A Canadian member of Parliament wept Monday as he told how he held the country's most famous euthanasia activist in his arms as she died peacefully in a doctor-assisted suicide.
Svend Robinson called for doctor-assisted suicide to be legalized and said he committed no crime by helping and comforting Sue Rodriguez at her deathbed Saturday. Police say they are investigating Robinson's role in the case."I was present to assist Sue, and certainly I have no reason to believe I committed any criminal offense in those circumstances," Robinson told a news conference in Ottawa.
Assisted suicide is a crime in Canada, but legal experts say it is highly unlikely that anyone who helped Rodriguez kill herself would be prosecuted. Robinson said he had hired an attorney to represent him.
"Sue remained serene and calm throughout and in total control. She faced her death with incredible courage," Robinson said of Rodriguez's final hours.
"I held her in my arms. She peacefully lapsed into unconsciousness and stopped breathing about two hours later," he said as he choked back tears.
Rodriguez, who suffered from a fatal nervous disease, single-handedly put the right-to-die issue on the national agenda. She took her fight to the Supreme Court, saying laws against doctor-assisted suicide violated her civil rights.

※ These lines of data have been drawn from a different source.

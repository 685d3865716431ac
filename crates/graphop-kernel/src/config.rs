//! Engine configuration
//!
//! Loaded from TOML or built in code:
//!
//! ```toml
//! batch_size = 128
//! max_passes = 5000
//! file_classes = ["OriginalFile"]
//!
//! [[unnullable]]
//! class = "Pixels"
//! property = "relatedTo"
//! ```

use crate::error::GraphError;
use graphop_schema::{ClassId, LinkId, Schema};
use serde::{Deserialize, Serialize};
use std::collections::HashSet;
use std::path::Path;

/// Default ids per store round trip
pub const DEFAULT_BATCH_SIZE: usize = 256;

/// Default bound on planner passes
pub const DEFAULT_MAX_PASSES: usize = 10_000;

/// A property that may never be severed
#[derive(Debug, Clone, PartialEq, Eq, Hash, Serialize, Deserialize)]
pub struct PropertyName {
    /// Class declaring or inheriting the property
    pub class: String,
    /// Link property name
    pub property: String,
}

/// Tunables of an [`Engine`](crate::Engine)
#[derive(Debug, Clone, PartialEq, Eq, Serialize, Deserialize)]
#[serde(default)]
pub struct EngineConfig {
    /// Maximum ids per store call
    pub batch_size: usize,
    /// Upper bound on review passes
    pub max_passes: usize,
    /// Nullable links treated as non-nullable
    pub unnullable: Vec<PropertyName>,
    /// Classes whose deletion removes backing files
    pub file_classes: Vec<String>,
}

impl Default for EngineConfig {
    fn default() -> Self {
        Self {
            batch_size: DEFAULT_BATCH_SIZE,
            max_passes: DEFAULT_MAX_PASSES,
            unnullable: Vec::new(),
            file_classes: Vec::new(),
        }
    }
}

impl EngineConfig {
    /// Parse a TOML document
    ///
    /// # Errors
    /// Malformed TOML is bad input
    pub fn from_toml_str(text: &str) -> Result<Self, GraphError> {
        toml::from_str(text).map_err(|e| GraphError::bad_input(format!("config: {e}")))
    }

    /// Read and parse a TOML file
    ///
    /// # Errors
    /// Unreadable files and malformed TOML are bad input
    pub fn load(path: impl AsRef<Path>) -> Result<Self, GraphError> {
        let path = path.as_ref();
        let text = std::fs::read_to_string(path)
            .map_err(|e| GraphError::bad_input(format!("config {}: {e}", path.display())))?;
        Self::from_toml_str(&text)
    }

    /// Set the batch size
    #[must_use]
    pub fn with_batch_size(mut self, batch_size: usize) -> Self {
        self.batch_size = batch_size;
        self
    }

    /// Set the pass bound
    #[must_use]
    pub fn with_max_passes(mut self, max_passes: usize) -> Self {
        self.max_passes = max_passes;
        self
    }

    /// Forbid severing `class.property`
    #[must_use]
    pub fn with_unnullable(mut self, class: &str, property: &str) -> Self {
        self.unnullable.push(PropertyName {
            class: class.to_string(),
            property: property.to_string(),
        });
        self
    }

    /// Register a file-backed class
    #[must_use]
    pub fn with_file_class(mut self, class: &str) -> Self {
        self.file_classes.push(class.to_string());
        self
    }

    /// Resolve names against a schema
    ///
    /// # Errors
    /// Zero batch size or pass bound, unknown classes or properties
    pub fn resolve(&self, schema: &Schema) -> Result<ResolvedConfig, GraphError> {
        if self.batch_size == 0 {
            return Err(GraphError::bad_input("batch_size must be positive"));
        }
        if self.max_passes == 0 {
            return Err(GraphError::bad_input("max_passes must be positive"));
        }
        let mut unnullable = HashSet::new();
        for name in &self.unnullable {
            let class = schema.resolve(&name.class)?;
            let link = schema.link(class, &name.property).ok_or_else(|| {
                GraphError::bad_input(format!(
                    "unnullable: unknown link property {}.{}",
                    name.class, name.property
                ))
            })?;
            unnullable.insert(link.id);
        }
        let file_classes = self
            .file_classes
            .iter()
            .map(|name| schema.resolve(name))
            .collect::<Result<Vec<_>, _>>()?;
        Ok(ResolvedConfig {
            batch_size: self.batch_size,
            max_passes: self.max_passes,
            unnullable,
            file_classes,
        })
    }
}

/// Configuration with names resolved to schema handles
#[derive(Debug, Clone, PartialEq, Eq)]
pub struct ResolvedConfig {
    /// Maximum ids per store call
    pub batch_size: usize,
    /// Upper bound on review passes
    pub max_passes: usize,
    /// Links treated as non-nullable
    pub unnullable: HashSet<LinkId>,
    /// File-backed classes
    pub file_classes: Vec<ClassId>,
}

She lost by a slim 5-4 margin in a landmark ruling last September. But her plight sparked an intense debate that echoed that in the United States over Michigan doctor Jack Kevorkian, who has defied state laws to assist the terminally ill to kill themselves.
Rodriguez, 43, asked Robinson to be with her when she died because she feared being alone. Her husband, Henry Rodriguez, and nine-year-old son, Cole, left the home Saturday morning and did not return until after she died.
Robinson said he cooperated fully with police but obeyed Rodriguez's request to keep the name of the doctor involved secret.
Rodriguez picked the date of her death in mid-January and told no one but her doctor, husband and Robinson.
Rodriguez lived near Victoria about 40 miles west of Vancouver. Her disease, amyotrophic lateral sclerosis, is an incurable nervous disorder that attacks muscle control.